In fact, comedy was the last thing she imagined herself doing growing up, although being surrounded by the funny, self-deprecating underdogs from her home in Lower Sackville, Nova Scotia is a huge influence.

"It's a town that mostly grew out of convenience because it's close to the city (Halifax), but its roots are as a rural, small town. That's what I like about it, it's a bedroom community but it's never really lost that backwoods hickness."

She's currently writing some short stories based on her life, and many of her tales feature Lower Sackville. One of her favourite stories is about the annual Sackville Winter Carnival, where the town was divided into seven teams, each one named after one of the Snow White's seven dwarves.

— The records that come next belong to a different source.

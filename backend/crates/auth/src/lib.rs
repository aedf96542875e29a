//! Auth (Accounts & Sessions) Backend Module
//!
//! Clean Architecture structure:
//! - `domain/` - Business logic, entities, repository traits
//! - `application/` - Use cases and application services
//! - `infra/` - Database and session store implementations
//! - `presentation/` - HTTP handlers, DTOs, router
//!
//! ## Features
//! - Student/faculty signup with email + password
//! - Login issuing opaque session tokens against a volatile store
//! - Session lookup/revocation (logout is idempotent)
//! - Sparse profile updates (names, password change, preferences)
//!
//! ## Security Model
//! - Passwords hashed with bcrypt (per-call random salt, fixed cost)
//! - Unknown email and wrong password return the same login error
//! - Plaintext passwords zeroized in memory, never persisted or returned

pub mod application;
pub mod domain;
pub mod error;
pub mod infra;
pub mod presentation;

#[cfg(test)]
mod tests;

// Re-exports for convenience
pub use application::config::AuthConfig;
pub use error::{AuthError, AuthResult};
pub use infra::memory::InMemorySessionStore;
pub use infra::postgres::PgAccountDirectory;
pub use presentation::router::auth_router;

// Re-export kernel error types for unified error handling
pub use kernel::error::{
    app_error::{AppError, AppResult},
    kind::ErrorKind,
};

// Convenience re-exports
pub mod config {
    pub use crate::application::config::*;
}

pub mod models {
    pub use crate::domain::entity::*;
    pub use crate::domain::value_object::*;
    pub use crate::presentation::dto::*;
}

pub mod handlers {
    pub use crate::presentation::handlers::*;
}

pub mod store {
    pub use crate::infra::memory::InMemorySessionStore;
    pub use crate::infra::postgres::PgAccountDirectory as AccountStore;
}

pub mod router {
    pub use crate::presentation::router::*;
}

pub mod middleware {
    pub use crate::presentation::middleware::*;
}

"I lived in the Grumpy section, and you competed in all kinds of things like jam jar curling and chuckwagon races, but without the horses — you went to the rink and people pulled the mini chuckwagon around while someone sat on the back and tried not to fall off. There was a beard growing competition where the top lady or gentleman would face off — that kind of thing," she said.

They even had mascots modeled after the dwarves and their pictures graced the town's 'welcome' sign. "Then somebody got the bright idea of writing Disney and telling them all about our wonderful festival and the dwarves," says Payne. "I think they were hoping Disney would send along a prize or something, but what they did send us was a cease and desist letter from their lawyers. If we continued to use the dwarves they'd sue our town! We had to paint over the mascots faces if we didn't want to get dragged into court."

Payne has won several Canadian Comedy Awards and has been nominated for a Gemini award for her work. She's got a long list of television credits, as a guest comedian on Last Comic Standing, a featured guest on various Comedy Network sketch shows, and as a stand-up. She writes a blog about her dog and in her spare time writes and performs in short films. But it's her stand-up routine, raunchy and fearless, that Payne is best known for. She's performed at Kilkenny's Cat Laughs, the Las Vegas Comedy Festival and the Just For Laughs festival in Montreal, which is the gold standard for comedy. Twice she's been asked to play the "Talk of the Fest" shows at Just For Laughs, where all the best performers are rewarded with an encore.

And it's not a bad time to be a stand-up these days, as long you're okay with going on tour.

"We've had to do some pretty drastic growing up (in stand-up comedy), and some of it's good and some of it's bad, and I really just think it's finding a new place in the world. So much comedy is on television and the Internet that in a way it takes away from live comedy, but for the more industrious people that are willing to change with the change it's been beneficial. The fact that so many more people see you on the Internet, you can use that to get more people out to your live shows.

"It's a lot of the same stuff the music industry has been facing. There's so much out there for free, so the only way you can make money is when people come to your live shows.

"At one point I was touring like a mother, but I was getting burnt out. But I've got to the place where I can produce my own shows. I still like being invited to play places where I show up and they do all the work, but when I produce my own shows I can do less of them and have more control."

Over the years, Payne has crafted an on-stage personality that is very much her only cranked into overdrive.

"I'm actually pretty quiet," she said. "I'm not that person regularly. I mean I couldn't be! I wouldn't be able to do those day-to-day things. I couldn't go grocery shopping. I'd get kicked out of the malls. Nobody would hire me.... just over time, what ended up coming out of me were all the things I wish I could say or do in real life. You know how we have that part of us, where if someone says something stupid and we don't have a comeback, but when we're walking away we think of all the things we could have said? I think that's where my voice comes from, that part of my brain."

Payne says her only goal in life is for life to be interesting, and if she can make a living at comedy then she considers her time well spent.

"If I can make people laugh and they pay me for it, that's awesome — I feel like that's a fair trade."